Work instructions — From the line that contains "launches and tracks" through the line that contains "pub mod units;", output every line of the listing below exactly and leave out all the rest.

Material provided —
+===+
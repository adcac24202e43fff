//! Core library for radiative-transfer model fitting orchestration.
//!
//! rtfit automates large-scale fitting of radiative-transfer models: it
//! plans the CPU/MPI parallelization of an external Monte-Carlo simulator
//! per host, generates successive populations of trial parameter vectors
//! (uniform grid or genetic with recurrence detection), launches and tracks
//! the resulting simulations across local and remote hosts (directly or
//! through a batch scheduler), and scores retrieved outputs to drive the
//! next generation.
//!
//! The external simulator, the preparation of input maps and grids, and the
//! χ² computation are collaborators behind narrow seams
//! ([`config::SimulatorConfig`], read-only input paths, and the
//! [`analyse::Analyser`] trait).

pub mod analyse;
pub mod config;
pub mod error;
pub mod explorer;
pub mod generate;
pub mod hosts;
pub mod launch;
pub mod parallel;
pub mod params;
pub mod remote;
pub mod scene;
pub mod store;
pub mod units;

pub use analyse::{Analyser, CommandAnalyser};
pub use config::{
    ExplorationConfig, GenerationMethod, LauncherConfig, OptimizerConfig, RecurrenceConfig,
    SimulatorConfig, SyncConfig,
};
pub use error::{Error, Result};
pub use explorer::{GenerationOutcome, ParameterExplorer};
pub use generate::{GenerationRequest, ModelGenerator, Population};
pub use hosts::{ClusterSpec, HostSpec, Inventory, LocalSystem};
pub use launch::{BatchLauncher, SimulationInput, SimulationRecord, SimulationStatus};
pub use parallel::{MemoryEstimate, Parallelization, Planner, RuntimeEstimator};
pub use params::{Individual, ParameterVector, Range, Scale};
pub use remote::{RemoteShell, RemoteSynchronizer, SshShell, SyncSelection};
pub use scene::{DustGridSpec, SceneTemplate};
pub use store::{FittingRun, Generation, GenerationInfo, GenerationStatus, RunDefinition};
pub use units::{Quantity, Unit};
+===+
Completed exercise —
//! (uniform grid or genetic with recurrence detection), launches and tracks
//! the resulting simulations across local and remote hosts (directly or
//! through a batch scheduler), and scores retrieved outputs to drive the
//! next generation.
//!
//! The external simulator, the preparation of input maps and grids, and the
//! χ² computation are collaborators behind narrow seams
//! ([`config::SimulatorConfig`], read-only input paths, and the
//! [`analyse::Analyser`] trait).

pub mod analyse;
pub mod config;
pub mod error;
pub mod explorer;
pub mod generate;
pub mod hosts;
pub mod launch;
pub mod parallel;
pub mod params;
pub mod remote;
pub mod scene;
pub mod store;
pub mod units;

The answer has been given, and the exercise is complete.